Data records
=====

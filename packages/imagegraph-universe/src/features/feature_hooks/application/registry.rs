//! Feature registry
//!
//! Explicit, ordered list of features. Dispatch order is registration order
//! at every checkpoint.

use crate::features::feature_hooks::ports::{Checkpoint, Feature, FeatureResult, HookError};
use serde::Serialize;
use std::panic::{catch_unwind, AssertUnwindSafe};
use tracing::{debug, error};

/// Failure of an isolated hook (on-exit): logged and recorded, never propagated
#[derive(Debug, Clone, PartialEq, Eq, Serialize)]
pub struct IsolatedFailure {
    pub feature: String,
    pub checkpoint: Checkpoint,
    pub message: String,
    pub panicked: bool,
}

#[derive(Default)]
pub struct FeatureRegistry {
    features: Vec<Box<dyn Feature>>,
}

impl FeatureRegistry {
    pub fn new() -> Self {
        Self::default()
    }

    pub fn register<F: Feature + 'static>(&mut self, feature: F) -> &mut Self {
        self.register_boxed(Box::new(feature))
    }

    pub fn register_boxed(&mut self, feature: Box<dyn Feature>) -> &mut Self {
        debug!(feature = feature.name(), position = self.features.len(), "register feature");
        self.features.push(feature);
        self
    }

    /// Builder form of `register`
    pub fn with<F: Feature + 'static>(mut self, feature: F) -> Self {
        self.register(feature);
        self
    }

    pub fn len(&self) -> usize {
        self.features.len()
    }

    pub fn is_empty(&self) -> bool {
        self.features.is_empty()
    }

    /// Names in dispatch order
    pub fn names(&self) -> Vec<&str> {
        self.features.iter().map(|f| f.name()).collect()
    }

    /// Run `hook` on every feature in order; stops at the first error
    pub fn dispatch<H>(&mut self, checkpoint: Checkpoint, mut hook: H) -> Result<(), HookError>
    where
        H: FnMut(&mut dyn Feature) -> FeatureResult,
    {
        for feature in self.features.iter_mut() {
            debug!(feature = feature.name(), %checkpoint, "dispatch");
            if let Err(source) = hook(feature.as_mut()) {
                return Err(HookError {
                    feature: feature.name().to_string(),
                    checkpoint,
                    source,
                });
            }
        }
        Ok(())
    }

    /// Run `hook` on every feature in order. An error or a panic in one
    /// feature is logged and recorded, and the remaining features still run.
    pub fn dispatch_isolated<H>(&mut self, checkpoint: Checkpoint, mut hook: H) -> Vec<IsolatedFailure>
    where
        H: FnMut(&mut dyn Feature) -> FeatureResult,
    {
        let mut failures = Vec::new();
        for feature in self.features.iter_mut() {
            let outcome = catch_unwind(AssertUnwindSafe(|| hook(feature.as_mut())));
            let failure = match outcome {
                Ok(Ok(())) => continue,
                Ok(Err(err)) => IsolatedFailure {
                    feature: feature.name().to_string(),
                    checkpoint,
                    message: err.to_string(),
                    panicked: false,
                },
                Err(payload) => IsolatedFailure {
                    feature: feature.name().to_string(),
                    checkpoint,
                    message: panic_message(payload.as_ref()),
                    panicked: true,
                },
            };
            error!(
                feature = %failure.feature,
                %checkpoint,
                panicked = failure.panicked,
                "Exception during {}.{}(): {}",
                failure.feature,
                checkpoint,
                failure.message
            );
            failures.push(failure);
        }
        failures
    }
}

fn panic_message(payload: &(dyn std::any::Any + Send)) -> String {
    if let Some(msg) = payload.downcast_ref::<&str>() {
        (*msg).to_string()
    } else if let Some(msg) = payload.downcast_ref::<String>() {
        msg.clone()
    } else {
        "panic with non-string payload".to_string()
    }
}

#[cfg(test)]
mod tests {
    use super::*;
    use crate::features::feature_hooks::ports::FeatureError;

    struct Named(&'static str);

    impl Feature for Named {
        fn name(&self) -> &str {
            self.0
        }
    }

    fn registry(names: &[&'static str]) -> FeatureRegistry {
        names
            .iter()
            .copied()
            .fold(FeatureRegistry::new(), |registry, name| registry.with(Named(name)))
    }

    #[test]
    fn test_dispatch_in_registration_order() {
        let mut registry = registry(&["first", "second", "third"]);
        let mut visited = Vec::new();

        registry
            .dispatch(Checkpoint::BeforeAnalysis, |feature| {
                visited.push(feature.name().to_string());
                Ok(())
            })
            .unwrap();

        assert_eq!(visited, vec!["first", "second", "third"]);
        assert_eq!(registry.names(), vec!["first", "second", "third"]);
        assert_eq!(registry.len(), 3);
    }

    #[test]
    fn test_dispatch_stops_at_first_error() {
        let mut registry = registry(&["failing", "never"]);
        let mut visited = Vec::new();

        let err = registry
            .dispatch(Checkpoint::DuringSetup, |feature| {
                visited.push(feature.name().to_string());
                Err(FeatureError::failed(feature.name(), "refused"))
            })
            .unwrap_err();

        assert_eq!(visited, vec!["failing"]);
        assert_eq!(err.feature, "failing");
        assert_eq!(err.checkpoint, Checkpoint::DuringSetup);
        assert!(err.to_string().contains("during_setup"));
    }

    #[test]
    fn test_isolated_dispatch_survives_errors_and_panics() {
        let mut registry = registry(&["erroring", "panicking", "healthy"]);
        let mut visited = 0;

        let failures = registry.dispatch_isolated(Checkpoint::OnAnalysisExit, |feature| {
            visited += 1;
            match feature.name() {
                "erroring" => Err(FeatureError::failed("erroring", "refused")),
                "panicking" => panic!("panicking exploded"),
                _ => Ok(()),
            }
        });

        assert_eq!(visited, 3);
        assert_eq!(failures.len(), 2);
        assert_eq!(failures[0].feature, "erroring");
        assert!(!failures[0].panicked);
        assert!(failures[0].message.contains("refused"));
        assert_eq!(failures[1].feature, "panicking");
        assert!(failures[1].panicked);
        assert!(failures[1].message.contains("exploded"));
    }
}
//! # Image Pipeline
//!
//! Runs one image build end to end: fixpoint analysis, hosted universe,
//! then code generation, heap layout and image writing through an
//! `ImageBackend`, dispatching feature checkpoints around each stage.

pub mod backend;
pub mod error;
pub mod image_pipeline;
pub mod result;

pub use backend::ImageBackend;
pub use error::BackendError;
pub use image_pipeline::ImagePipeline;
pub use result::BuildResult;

=====

Problem requirements
Word for word, output the lines of the data from its first line through the line where "self.features.is_empty()" appears, and stop there.

Expected output
filename packages/imagegraph-universe/src/features/feature_hooks/application/registry.rs
//! Feature registry
//!
//! Explicit, ordered list of features. Dispatch order is registration order
//! at every checkpoint.

use crate::features::feature_hooks::ports::{Checkpoint, Feature, FeatureResult, HookError};
use serde::Serialize;
use std::panic::{catch_unwind, AssertUnwindSafe};
use tracing::{debug, error};

/// Failure of an isolated hook (on-exit): logged and recorded, never propagated
#[derive(Debug, Clone, PartialEq, Eq, Serialize)]
pub struct IsolatedFailure {
    pub feature: String,
    pub checkpoint: Checkpoint,
    pub message: String,
    pub panicked: bool,
}

#[derive(Default)]
pub struct FeatureRegistry {
    features: Vec<Box<dyn Feature>>,
}

impl FeatureRegistry {
    pub fn new() -> Self {
        Self::default()
    }

    pub fn register<F: Feature + 'static>(&mut self, feature: F) -> &mut Self {
        self.register_boxed(Box::new(feature))
    }

    pub fn register_boxed(&mut self, feature: Box<dyn Feature>) -> &mut Self {
        debug!(feature = feature.name(), position = self.features.len(), "register feature");
        self.features.push(feature);
        self
    }

    /// Builder form of `register`
    pub fn with<F: Feature + 'static>(mut self, feature: F) -> Self {
        self.register(feature);
        self
    }

    pub fn len(&self) -> usize {
        self.features.len()
    }

    pub fn is_empty(&self) -> bool {
        self.features.is_empty()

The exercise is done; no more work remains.